-------- Input records --------

mod config;
mod error;
mod models;
mod puzzle;
mod routes;
mod utils;

use std::{sync::Arc, time::Duration};

use anyhow::Result;
use chrono::{DateTime, Utc};
use config::Config;
use dashmap::DashMap;
use models::PuzzleSet;
use puzzle::PuzzleGenerator;
use tower_http::{
    cors::{Any, CorsLayer},
    services::ServeDir,
    trace::TraceLayer,
};
use tracing_subscriber::{layer::SubscriberExt, util::SubscriberInitExt};
use uuid::Uuid;

/// How often expired puzzle sets are purged
pub const PUZZLE_CLEANUP_INTERVAL: Duration = Duration::from_secs(30);

/// Application state shared across all handlers
pub struct AppState {
    pub config: Config,
    pub generator: PuzzleGenerator,
    /// Generated puzzle sets keyed by puzzle_id, kept until they expire
    pub puzzles: DashMap<Uuid, PuzzleSet>,
}

impl AppState {
    pub fn new(config: Config) -> Self {
        Self {
            generator: PuzzleGenerator::new(&config.puzzle),
            config,
            puzzles: DashMap::new(),
        }
    }

    /// Remove puzzle sets created more than the configured TTL before `now`.
    /// Returns the number removed.
    pub fn purge_expired(&self, now: DateTime<Utc>) -> usize {
        let ttl = chrono::Duration::from_std(self.config.puzzle.puzzle_ttl)
            .unwrap_or(chrono::Duration::MAX);
        let before = self.puzzles.len();
        self.puzzles
            .retain(|_, set| now.signed_duration_since(set.created_at) <= ttl);
        before.saturating_sub(self.puzzles.len())
    }
}

#[tokio::main]
async fn main() -> Result<()> {
    // Initialize tracing
    tracing_subscriber::registry()
        .with(
            tracing_subscriber::EnvFilter::try_from_default_env()
                .unwrap_or_else(|_| "puzzle_forge_backend=debug,tower_http=debug".into()),
        )
        .with(tracing_subscriber::fmt::layer())
        .init();

    tracing::info!("Starting Puzzle Forge backend server...");

    // Load configuration
    let config = Config::from_env()?;
    tracing::info!(
        "Configuration loaded: {}x{} word search, {}x{} crossword, {:?} for disconnected words",
        config.puzzle.word_search_size,
        config.puzzle.word_search_size,
        config.puzzle.crossword_size,
        config.puzzle.crossword_size,
        config.puzzle.disconnected_words
    );

    let state = Arc::new(AppState::new(config.clone()));

    // Spawn background task to drop expired puzzle sets
    let cleanup_state = state.clone();
    tokio::spawn(async move {
        puzzle_cleanup_task(cleanup_state).await;
    });

    // Configure CORS
    let cors = CorsLayer::new()
        .allow_origin(Any)
        .allow_methods(Any)
        .allow_headers(Any);

    // Serve the word entry form
    let frontend_service = ServeDir::new(&config.server.frontend_dir);

    let app = routes::create_routes()
        .fallback_service(frontend_service)
        .layer(cors)
        .layer(TraceLayer::new_for_http())
        .with_state(state);

    // Start server
    let addr = config.server_addr();
    let listener = tokio::net::TcpListener::bind(&addr).await?;

    tracing::info!("Server listening on {}", addr);
    tracing::info!("Puzzle endpoint: http://{}/api/puzzles", addr);
    tracing::info!("Health check: http://{}/health", addr);

    axum::serve(listener, app).await?;

    Ok(())
}

/// Background task that periodically removes expired puzzle sets
async fn puzzle_cleanup_task(state: Arc<AppState>) {
    let mut interval = tokio::time::interval(PUZZLE_CLEANUP_INTERVAL);

    loop {
        interval.tick().await;

        let removed = state.purge_expired(Utc::now());
        if removed > 0 {
            tracing::info!("Removed {} expired puzzle sets", removed);
        }
    }
}
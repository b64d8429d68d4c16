use rand::Rng;
use serde::Serialize;

use crate::{
    models::Position,
    utils::letters::{is_placeable, random_letter},
};

/// Square grid of letter cells. `None` is the empty cell.
///
/// A cell that holds a letter is never overwritten with a different letter:
/// every write goes through [`LetterGrid::fits`] first.
#[derive(Debug, Clone, Serialize, PartialEq, Eq)]
#[serde(transparent)]
pub struct LetterGrid {
    cells: Vec<Vec<Option<char>>>,
}

impl LetterGrid {
    pub fn new(size: usize) -> Self {
        Self {
            cells: vec![vec![None; size]; size],
        }
    }

    pub fn size(&self) -> usize {
        self.cells.len()
    }

    pub fn get(&self, pos: Position) -> Option<char> {
        self.cells[pos.row][pos.col]
    }

    pub fn rows(&self) -> &[Vec<Option<char>>] {
        &self.cells
    }

    /// Cells covered by a word of `len` letters starting at (row, col) and
    /// stepping by `delta`. Returns `None` if any cell falls outside the grid.
    pub fn trace(
        &self,
        row: isize,
        col: isize,
        delta: (isize, isize),
        len: usize,
    ) -> Option<Vec<Position>> {
        if len == 0 {
            return Some(Vec::new());
        }
        let size = self.size() as isize;
        let last = len as isize - 1;
        let (end_row, end_col) = (row + delta.0 * last, col + delta.1 * last);
        let in_bounds = |r: isize, c: isize| (0..size).contains(&r) && (0..size).contains(&c);
        // Straight lines: both endpoints in bounds means every cell is
        if !in_bounds(row, col) || !in_bounds(end_row, end_col) {
            return None;
        }

        Some(
            (0..len as isize)
                .map(|i| Position {
                    row: (row + delta.0 * i) as usize,
                    col: (col + delta.1 * i) as usize,
                })
                .collect(),
        )
    }

    /// Every cell along the path is empty or already holds the matching letter
    pub fn fits(&self, letters: &[char], path: &[Position]) -> bool {
        letters.len() == path.len()
            && letters.iter().zip(path).all(|(&letter, &pos)| {
                is_placeable(letter)
                    && match self.get(pos) {
                        None => true,
                        Some(existing) => existing == letter,
                    }
            })
    }

    /// Write a word along a path if it fits. Nothing is written on failure.
    pub fn place(&mut self, letters: &[char], path: &[Position]) -> bool {
        if !self.fits(letters, path) {
            return false;
        }
        for (&letter, pos) in letters.iter().zip(path) {
            self.cells[pos.row][pos.col] = Some(letter);
        }
        true
    }

    /// Number of cells along the path that already hold a letter
    pub fn occupied_along(&self, path: &[Position]) -> usize {
        path.iter().filter(|&&pos| self.get(pos).is_some()).count()
    }

    /// First horizontal slot, scanning rows top to bottom then columns left
    /// to right, where the word fits
    pub fn first_horizontal_fit(&self, letters: &[char]) -> Option<Vec<Position>> {
        let size = self.size();
        if letters.is_empty() || letters.len() > size {
            return None;
        }
        (0..size)
            .flat_map(|row| (0..=size - letters.len()).map(move |col| (row, col)))
            .filter_map(|(row, col)| self.trace(row as isize, col as isize, (0, 1), letters.len()))
            .find(|path| self.fits(letters, path))
    }

    /// Fill every empty cell with a random letter
    pub fn fill_empty(&mut self, rng: &mut impl Rng) {
        for cell in self.cells.iter_mut().flatten() {
            if cell.is_none() {
                *cell = Some(random_letter(rng));
            }
        }
    }

    pub fn is_filled(&self) -> bool {
        self.cells.iter().flatten().all(Option::is_some)
    }

    /// Plain-text rendering, one line per row. Empty cells are shown as `blank`.
    pub fn render(&self, blank: char) -> Vec<String> {
        self.cells
            .iter()
            .map(|row| row.iter().map(|cell| cell.unwrap_or(blank)).collect())
            .collect()
    }
}

#[cfg(test)]
mod tests {
    use super::*;
    use rand::{rngs::StdRng, SeedableRng};

    fn letters(word: &str) -> Vec<char> {
        word.chars().collect()
    }

    #[test]
    fn test_trace_rejects_out_of_bounds() {
        let grid = LetterGrid::new(5);
        assert!(grid.trace(0, 3, (0, 1), 3).is_none());
        assert!(grid.trace(1, 0, (-1, 1), 3).is_none());
        assert!(grid.trace(-1, 0, (1, 0), 2).is_none());
        assert_eq!(grid.trace(2, 0, (-1, 1), 3).unwrap().len(), 3);
    }

    #[test]
    fn test_place_allows_matching_overlap() {
        let mut grid = LetterGrid::new(5);
        let across = grid.trace(0, 0, (0, 1), 3).unwrap();
        assert!(grid.place(&letters("CAT"), &across));

        let down = grid.trace(0, 1, (1, 0), 3).unwrap();
        assert!(grid.place(&letters("ARE"), &down));
        assert_eq!(grid.get(Position { row: 0, col: 1 }), Some('A'));
    }

    #[test]
    fn test_place_rejects_conflict_without_partial_write() {
        let mut grid = LetterGrid::new(5);
        let across = grid.trace(0, 0, (0, 1), 3).unwrap();
        assert!(grid.place(&letters("CAT"), &across));

        let down = grid.trace(1, 2, (-1, 0), 2).unwrap();
        assert!(!grid.place(&letters("XO"), &down));
        assert_eq!(grid.get(Position { row: 1, col: 2 }), None);
        assert_eq!(grid.get(Position { row: 0, col: 2 }), Some('T'));
    }

    #[test]
    fn test_whitespace_never_fits() {
        let grid = LetterGrid::new(5);
        let path = grid.trace(0, 0, (0, 1), 3).unwrap();
        assert!(!grid.fits(&letters("A B"), &path));
    }

    #[test]
    fn test_first_horizontal_fit_scans_row_major() {
        let mut grid = LetterGrid::new(4);
        let top = grid.trace(0, 0, (0, 1), 4).unwrap();
        grid.place(&letters("WXYZ"), &top);

        let path = grid.first_horizontal_fit(&letters("AB")).unwrap();
        assert_eq!(path[0], Position { row: 1, col: 0 });
        assert!(grid.first_horizontal_fit(&letters("ABCDE")).is_none());
    }

    #[test]
    fn test_fill_empty_leaves_no_blanks() {
        let mut grid = LetterGrid::new(6);
        let mut rng = StdRng::seed_from_u64(3);
        grid.fill_empty(&mut rng);
        assert!(grid.is_filled());
    }

    #[test]
    fn test_render_marks_blanks() {
        let mut grid = LetterGrid::new(3);
        let path = grid.trace(1, 0, (0, 1), 3).unwrap();
        grid.place(&letters("DOG"), &path);
        assert_eq!(grid.render('#'), vec!["###", "DOG", "###"]);
    }
}
use rand::Rng;

use crate::{
    models::{Direction, HiddenWord, HighlightMask, Position, WordSearch},
    puzzle::grid::LetterGrid,
    utils::letters::normalize_word,
};

/// Random trials allowed per word before it is dropped
pub const DEFAULT_PLACEMENT_ATTEMPTS: usize = 500;

/// Places words into a square grid by random trial, then fills the rest with noise letters.
#[derive(Debug, Clone)]
pub struct WordSearchPlacer {
    max_attempts: usize,
}

impl Default for WordSearchPlacer {
    fn default() -> Self {
        Self::new(DEFAULT_PLACEMENT_ATTEMPTS)
    }
}

impl WordSearchPlacer {
    pub fn new(max_attempts: usize) -> Self {
        Self { max_attempts }
    }

    /// Words are placed in input order, so earlier words get first pick of the grid.
    pub fn place(&self, words: &[String], size: usize, rng: &mut impl Rng) -> WordSearch {
        let mut grid = LetterGrid::new(size);
        let mut highlight: HighlightMask = vec![vec![false; size]; size];
        let mut hidden = Vec::new();
        let mut dropped = Vec::new();

        for word in words {
            let letters = normalize_word(word);
            let text: String = letters.iter().collect();

            match self.place_word(&mut grid, &letters, rng) {
                Some((origin, direction, path)) => {
                    for pos in &path {
                        highlight[pos.row][pos.col] = true;
                    }
                    tracing::debug!(
                        "Hid {} at ({}, {}) going {:?}",
                        text,
                        origin.row,
                        origin.col,
                        direction
                    );
                    hidden.push(HiddenWord {
                        word: text,
                        row: origin.row,
                        col: origin.col,
                        direction,
                    });
                }
                None => {
                    tracing::debug!(
                        "Dropped {} from word search after {} attempts",
                        text,
                        self.max_attempts
                    );
                    dropped.push(text);
                }
            }
        }

        grid.fill_empty(rng);

        WordSearch {
            grid,
            highlight,
            hidden,
            dropped,
        }
    }

    /// Try random origins and directions until one fits, committing the first that does
    fn place_word(
        &self,
        grid: &mut LetterGrid,
        letters: &[char],
        rng: &mut impl Rng,
    ) -> Option<(Position, Direction, Vec<Position>)> {
        let size = grid.size();
        if letters.is_empty() || size == 0 {
            return None;
        }

        for _ in 0..self.max_attempts {
            let row = rng.random_range(0..size);
            let col = rng.random_range(0..size);
            let direction = Direction::ALL[rng.random_range(0..Direction::ALL.len())];

            let Some(path) = grid.trace(row as isize, col as isize, direction.delta(), letters.len())
            else {
                continue;
            };

            if grid.place(letters, &path) {
                return Some((Position { row, col }, direction, path));
            }
        }

        None
    }
}

#[cfg(test)]
mod tests {
    use super::*;
    use proptest::prelude::*;
    use rand::{rngs::StdRng, SeedableRng};

    fn words(list: &[&str]) -> Vec<String> {
        list.iter().map(|w| w.to_string()).collect()
    }

    fn path_of(hidden: &HiddenWord) -> Vec<Position> {
        let (dr, dc) = hidden.direction.delta();
        (0..hidden.word.chars().count() as isize)
            .map(|i| Position {
                row: (hidden.row as isize + dr * i) as usize,
                col: (hidden.col as isize + dc * i) as usize,
            })
            .collect()
    }

    #[test]
    fn test_grid_is_filled_after_generation() {
        let mut rng = StdRng::seed_from_u64(42);
        let puzzle = WordSearchPlacer::default().place(&words(&["RUST", "CARGO", "CRATE"]), 16, &mut rng);

        assert_eq!(puzzle.grid.size(), 16);
        assert!(puzzle.grid.is_filled());
        assert_eq!(puzzle.highlight.len(), 16);
        assert!(puzzle.highlight.iter().all(|row| row.len() == 16));
    }

    #[test]
    fn test_hidden_words_read_back_from_grid() {
        let mut rng = StdRng::seed_from_u64(9);
        let list = words(&["apple", "Banana", "CHERRY", "date", "ELDER", "fig"]);
        let puzzle = WordSearchPlacer::default().place(&list, 16, &mut rng);

        assert_eq!(puzzle.hidden.len() + puzzle.dropped.len(), list.len());
        for hidden in &puzzle.hidden {
            let read: String = path_of(hidden)
                .into_iter()
                .map(|pos| puzzle.grid.get(pos).unwrap())
                .collect();
            assert_eq!(read, hidden.word);
            assert!(path_of(hidden).iter().all(|pos| puzzle.highlight[pos.row][pos.col]));
        }
    }

    #[test]
    fn test_highlight_covers_only_placed_cells() {
        let mut rng = StdRng::seed_from_u64(5);
        let puzzle = WordSearchPlacer::default().place(&words(&["ONE", "TWO"]), 10, &mut rng);

        let marked = puzzle.highlight.iter().flatten().filter(|&&m| m).count();
        let covered: std::collections::HashSet<Position> =
            puzzle.hidden.iter().flat_map(path_of).collect();
        assert_eq!(marked, covered.len());
    }

    #[test]
    fn test_full_length_word_spans_whole_line() {
        let mut rng = StdRng::seed_from_u64(16);
        let puzzle = WordSearchPlacer::default().place(&words(&["ABCDEFGHIJKLMNOP"]), 16, &mut rng);

        assert_eq!(puzzle.hidden.len(), 1);
        let hidden = &puzzle.hidden[0];
        let path = path_of(hidden);
        assert_eq!(path.len(), 16);
        match hidden.direction {
            Direction::Right => assert_eq!(hidden.col, 0),
            Direction::Down => assert_eq!(hidden.row, 0),
            Direction::DiagonalDownRight => assert_eq!((hidden.row, hidden.col), (0, 0)),
            Direction::DiagonalUpRight => assert_eq!((hidden.row, hidden.col), (15, 0)),
        }
    }

    #[test]
    fn test_word_with_space_is_dropped() {
        let mut rng = StdRng::seed_from_u64(8);
        let puzzle = WordSearchPlacer::default().place(&words(&["NEW YORK"]), 8, &mut rng);

        assert!(puzzle.hidden.is_empty());
        assert_eq!(puzzle.dropped, vec!["NEW YORK".to_string()]);
        assert!(puzzle.grid.is_filled());
        assert!(puzzle.highlight.iter().flatten().all(|&m| !m));
        for line in puzzle.grid.render('?') {
            assert!(!line.contains(' '));
        }
    }

    #[test]
    fn test_word_longer_than_grid_is_dropped() {
        let mut rng = StdRng::seed_from_u64(1);
        let puzzle = WordSearchPlacer::default().place(&words(&["TOOLONG"]), 5, &mut rng);
        assert_eq!(puzzle.dropped, vec!["TOOLONG".to_string()]);
    }

    #[test]
    fn test_blank_token_is_reported_dropped() {
        let mut rng = StdRng::seed_from_u64(2);
        let puzzle = WordSearchPlacer::default().place(&words(&["CAT", ""]), 8, &mut rng);
        assert_eq!(puzzle.hidden.len(), 1);
        assert_eq!(puzzle.dropped, vec![String::new()]);
    }

    proptest! {
        #[test]
        fn prop_word_search_invariants(
            list in prop::collection::vec("[A-F]{1,10}", 0..8),
            size in 4usize..=20,
            seed in any::<u64>(),
        ) {
            let placer = WordSearchPlacer::default();
            let puzzle = placer.place(&list, size, &mut StdRng::seed_from_u64(seed));

            prop_assert!(puzzle.grid.is_filled());
            prop_assert_eq!(puzzle.hidden.len() + puzzle.dropped.len(), list.len());

            // Overlapping words agree on every shared cell
            for hidden in &puzzle.hidden {
                let read: String = path_of(hidden)
                    .into_iter()
                    .map(|pos| puzzle.grid.get(pos).unwrap())
                    .collect();
                prop_assert_eq!(&read, &hidden.word);
            }

            // A word that fits the grid is only ever dropped because of
            // earlier words; alone on an empty grid it always places
            for word in &puzzle.dropped {
                if word.chars().count() <= size {
                    let alone = placer.place(
                        std::slice::from_ref(word),
                        size,
                        &mut StdRng::seed_from_u64(seed),
                    );
                    prop_assert_eq!(alone.hidden.len(), 1, "{} failed on an empty grid", word);
                }
            }

            let again = placer.place(&list, size, &mut StdRng::seed_from_u64(seed));
            prop_assert_eq!(&again, &puzzle);
        }
    }

    #[test]
    fn test_fixed_seed_is_deterministic() {
        let list = words(&["ALPHA", "BRAVO", "CHARLIE", "DELTA"]);
        let first = WordSearchPlacer::default().place(&list, 16, &mut StdRng::seed_from_u64(77));
        let second = WordSearchPlacer::default().place(&list, 16, &mut StdRng::seed_from_u64(77));
        assert_eq!(first, second);
    }

    #[test]
    fn test_zero_attempts_drops_everything() {
        let mut rng = StdRng::seed_from_u64(2);
        let puzzle = WordSearchPlacer::new(0).place(&words(&["CAT"]), 6, &mut rng);
        assert!(puzzle.hidden.is_empty());
        assert!(puzzle.grid.is_filled());
    }
}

--------

• _What is required_: Transcribe the records above from the line holding "if !in_bounds(row, col)" down to the line holding "pub fn occupied_along(&self, path: &[Position])", inclusive, without adding anything.

• _Exercise output_:
        if !in_bounds(row, col) || !in_bounds(end_row, end_col) {
            return None;
        }

        Some(
            (0..len as isize)
                .map(|i| Position {
                    row: (row + delta.0 * i) as usize,
                    col: (col + delta.1 * i) as usize,
                })
                .collect(),
        )
    }

    /// Every cell along the path is empty or already holds the matching letter
    pub fn fits(&self, letters: &[char], path: &[Position]) -> bool {
        letters.len() == path.len()
            && letters.iter().zip(path).all(|(&letter, &pos)| {
                is_placeable(letter)
                    && match self.get(pos) {
                        None => true,
                        Some(existing) => existing == letter,
                    }
            })
    }

    /// Write a word along a path if it fits. Nothing is written on failure.
    pub fn place(&mut self, letters: &[char], path: &[Position]) -> bool {
        if !self.fits(letters, path) {
            return false;
        }
        for (&letter, pos) in letters.iter().zip(path) {
            self.cells[pos.row][pos.col] = Some(letter);
        }
        true
    }

    /// Number of cells along the path that already hold a letter
    pub fn occupied_along(&self, path: &[Position]) -> usize {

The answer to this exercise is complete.